- [Task objective]:
List each line of the data that holds the string "Ordering".

=== Records ===

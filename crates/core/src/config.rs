use std::env;
use std::path::PathBuf;

use serde::{Deserialize, Serialize};

/// Load .env file (silently ignores if missing).
pub fn load_dotenv() {
    dotenvy::dotenv().ok();
}

fn env_or(key: &str, default: &str) -> String {
    env::var(key).unwrap_or_else(|_| default.to_string())
}

fn env_u16(key: &str, default: u16) -> u16 {
    env::var(key)
        .ok()
        .and_then(|v| v.parse().ok())
        .unwrap_or(default)
}

// ── Top-level config ──────────────────────────────────────────

#[derive(Debug, Clone, Serialize, Deserialize)]
pub struct Config {
    pub server: ServerConfig,
    pub storage: StorageConfig,
}

impl Config {
    /// Build config from environment variables (call `load_dotenv()` first).
    pub fn from_env() -> Self {
        Self {
            server: ServerConfig::from_env(),
            storage: StorageConfig::from_env(),
        }
    }

    /// Print a summary for startup logs.
    pub fn log_summary(&self) {
        tracing::info!("Config loaded:");
        tracing::info!("  server:   host={}, port={}", self.server.host, self.server.port);
        tracing::info!("  storage:  data_dir={}", self.storage.data_dir.display());
    }
}

// ── Server ────────────────────────────────────────────────────

#[derive(Debug, Clone, Serialize, Deserialize)]
pub struct ServerConfig {
    pub host: String,
    pub port: u16,
    pub cors_origin: String,
}

impl ServerConfig {
    fn from_env() -> Self {
        Self {
            host: env_or("HOST", "0.0.0.0"),
            port: env_u16("PORT", 3000),
            cors_origin: env_or("CORS_ORIGIN", "*"),
        }
    }
}

// ── Storage ───────────────────────────────────────────────────

#[derive(Debug, Clone, Serialize, Deserialize)]
pub struct StorageConfig {
    pub data_dir: PathBuf,
}

impl StorageConfig {
    fn from_env() -> Self {
        Self {
            data_dir: PathBuf::from(env_or("DATA_DIR", "data")),
        }
    }
}
use std::sync::Arc;

use promptwall_core::Config;
use promptwall_scheduling::SchedulingConfigStore;
use promptwall_store::{CategoryStore, PromptRepository};

use crate::activation::ActivationJob;

/// Shared application state, passed to handlers behind `Arc`.
pub struct AppState {
    pub config: Config,
    pub scheduling: Arc<SchedulingConfigStore>,
    pub prompts: Arc<dyn PromptRepository>,
    pub categories: CategoryStore,
    pub activation: ActivationJob,
}
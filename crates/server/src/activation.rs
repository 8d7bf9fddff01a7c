//! Background prompt activation job.
//!
//! Runs one reconciliation pass immediately on start, then one per
//! configured interval: prompts whose slot falls inside the current
//! rounded-to-the-minute window are activated, active prompts scheduled
//! before the window are deactivated. Each tick re-reads the scheduling
//! config, so interval changes apply on the next tick without a restart.
//!
//! The loop is the only writer of activation flags outside the admin
//! endpoints; ticks run to completion before the next sleep, so passes
//! never overlap.

use std::sync::atomic::{AtomicBool, Ordering};
use std::sync::Arc;
use std::time::Duration;

use chrono::{DateTime, Utc};
use tokio::sync::Notify;
use tracing::{debug, error, info, warn};

use promptwall_scheduling::{activation_window, SchedulingConfig, SchedulingConfigStore};
use promptwall_store::{PromptRepository, StoreError};

/// Fallback tick pacing if the configured interval cannot be represented.
const FALLBACK_TICK: Duration = Duration::from_secs(60);

/// One reconciliation pass at `now`. Returns `(activated, deactivated)`.
///
/// A pass with `is_active == false` in the config is a no-op: the stop
/// switch quiesces state changes even while the loop keeps ticking.
pub fn run_activation_pass(
    config: &SchedulingConfig,
    prompts: &dyn PromptRepository,
    now: DateTime<Utc>,
) -> Result<(usize, usize), StoreError> {
    if !config.is_active {
        debug!("Scheduling inactive, skipping activation pass");
        return Ok((0, 0));
    }

    let (window_start, window_end) = activation_window(now, config.interval_minutes);
    debug!("Activation window: {} to {}", window_start, window_end);

    let to_activate: Vec<_> = prompts
        .scheduled_in_window(window_start, window_end)?
        .iter()
        .map(|p| p.id)
        .collect();
    let to_deactivate: Vec<_> = prompts
        .active_before(window_start)?
        .iter()
        .map(|p| p.id)
        .collect();

    let deactivated = prompts.set_active(&to_deactivate, false)?;
    let activated = prompts.set_active(&to_activate, true)?;

    if activated > 0 || deactivated > 0 {
        info!(
            "Activation pass: {} activated, {} deactivated",
            activated, deactivated
        );
    } else {
        debug!("Activation pass: no transitions");
    }
    Ok((activated, deactivated))
}

/// Handle for the periodic activation loop.
///
/// `start` is idempotent (a second call warns and returns) and `stop` is
/// safe to call when nothing is running. Cancellation is cooperative:
/// the loop observes the stop signal at tick boundaries.
pub struct ActivationJob {
    shutdown: Arc<Notify>,
    running: Arc<AtomicBool>,
}

impl ActivationJob {
    pub fn new() -> Self {
        Self {
            shutdown: Arc::new(Notify::new()),
            running: Arc::new(AtomicBool::new(false)),
        }
    }

    pub fn is_running(&self) -> bool {
        self.running.load(Ordering::SeqCst)
    }

    /// Spawn the tick loop. No-op if it is already running.
    pub fn start(
        &self,
        scheduling: Arc<SchedulingConfigStore>,
        prompts: Arc<dyn PromptRepository>,
    ) {
        if self.running.swap(true, Ordering::SeqCst) {
            warn!("Activation job is already running");
            return;
        }

        let shutdown = Arc::clone(&self.shutdown);
        let running = Arc::clone(&self.running);
        tokio::spawn(async move {
            info!("Activation job started");
            loop {
                let config = scheduling.get();
                if let Err(e) = run_activation_pass(&config, prompts.as_ref(), Utc::now()) {
                    error!("Activation pass failed: {}", e);
                }

                let pace = config.interval().to_std().unwrap_or(FALLBACK_TICK);
                tokio::select! {
                    _ = shutdown.notified() => break,
                    _ = tokio::time::sleep(pace) => {}
                }
            }
            running.store(false, Ordering::SeqCst);
            info!("Activation job stopped");
        });
    }

    /// Signal the loop to exit at the next tick boundary.
    pub fn stop(&self) {
        if !self.is_running() {
            return;
        }
        self.shutdown.notify_one();
    }
}

impl Default for ActivationJob {
    fn default() -> Self {
        Self::new()
    }
}

#[cfg(test)]
mod tests {
    use super::*;
    use chrono::{Duration as ChronoDuration, TimeZone};
    use promptwall_core::{Category, Prompt};
    use promptwall_store::JsonPromptStore;
    use tempfile::TempDir;
    use uuid::Uuid;

    fn base() -> DateTime<Utc> {
        Utc.with_ymd_and_hms(2024, 1, 1, 12, 0, 0).unwrap()
    }

    fn config(is_active: bool) -> SchedulingConfig {
        SchedulingConfig {
            interval_minutes: 2,
            base_time: base(),
            is_active,
        }
    }

    fn prompt(title: &str, scheduled_for: DateTime<Utc>, is_active: bool) -> Prompt {
        Prompt {
            id: Uuid::new_v4(),
            title: title.to_string(),
            description: String::new(),
            category: Category {
                id: Uuid::new_v4(),
                name: "Creative Writing".to_string(),
                description: String::new(),
                color: "#45b7d1".to_string(),
                icon: "pen".to_string(),
            },
            tags: Vec::new(),
            scheduled_for,
            is_active,
            created_by: "admin".to_string(),
            submission_count: 0,
            created_at: base(),
        }
    }

    fn by_title(store: &JsonPromptStore, title: &str) -> Prompt {
        store
            .list_ordered()
            .unwrap()
            .into_iter()
            .find(|p| p.title == title)
            .unwrap()
    }

    #[test]
    fn pass_activates_in_window_and_deactivates_stale() {
        let dir = TempDir::new().unwrap();
        let store = JsonPromptStore::new(dir.path()).unwrap();
        // now = 12:00:45, window = [12:00, 12:02)
        let now = base() + ChronoDuration::seconds(45);
        store.insert(prompt("stale", base() - ChronoDuration::minutes(10), true)).unwrap();
        store.insert(prompt("due", base() + ChronoDuration::seconds(30), false)).unwrap();
        store.insert(prompt("future", base() + ChronoDuration::minutes(5), false)).unwrap();

        let (activated, deactivated) =
            run_activation_pass(&config(true), &store, now).unwrap();
        assert_eq!((activated, deactivated), (1, 1));
        assert!(by_title(&store, "due").is_active);
        assert!(!by_title(&store, "stale").is_active);
        assert!(!by_title(&store, "future").is_active);
    }

    #[test]
    fn pass_is_idempotent() {
        let dir = TempDir::new().unwrap();
        let store = JsonPromptStore::new(dir.path()).unwrap();
        let now = base() + ChronoDuration::seconds(45);
        store.insert(prompt("stale", base() - ChronoDuration::minutes(10), true)).unwrap();
        store.insert(prompt("due", base() + ChronoDuration::seconds(30), false)).unwrap();

        run_activation_pass(&config(true), &store, now).unwrap();
        let (activated, deactivated) =
            run_activation_pass(&config(true), &store, now).unwrap();
        assert_eq!((activated, deactivated), (0, 0));
    }

    #[test]
    fn inactive_config_skips_all_transitions() {
        let dir = TempDir::new().unwrap();
        let store = JsonPromptStore::new(dir.path()).unwrap();
        let now = base() + ChronoDuration::seconds(45);
        store.insert(prompt("stale", base() - ChronoDuration::minutes(10), true)).unwrap();
        store.insert(prompt("due", base() + ChronoDuration::seconds(30), false)).unwrap();

        let (activated, deactivated) =
            run_activation_pass(&config(false), &store, now).unwrap();
        assert_eq!((activated, deactivated), (0, 0));
        assert!(by_title(&store, "stale").is_active);
        assert!(!by_title(&store, "due").is_active);
    }

    #[test]
    fn window_boundaries_are_half_open() {
        let dir = TempDir::new().unwrap();
        let store = JsonPromptStore::new(dir.path()).unwrap();
        let now = base() + ChronoDuration::seconds(45);
        // Window is [12:00, 12:02): the start is included, the end is not.
        store.insert(prompt("at-start", base(), false)).unwrap();
        store.insert(prompt("at-end", base() + ChronoDuration::minutes(2), false)).unwrap();

        run_activation_pass(&config(true), &store, now).unwrap();
        assert!(by_title(&store, "at-start").is_active);
        assert!(!by_title(&store, "at-end").is_active);
    }
}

===

- [Written reply]:
use std::sync::atomic::{AtomicBool, Ordering};
        self.running.load(Ordering::SeqCst)
        if self.running.swap(true, Ordering::SeqCst) {
            running.store(false, Ordering::SeqCst);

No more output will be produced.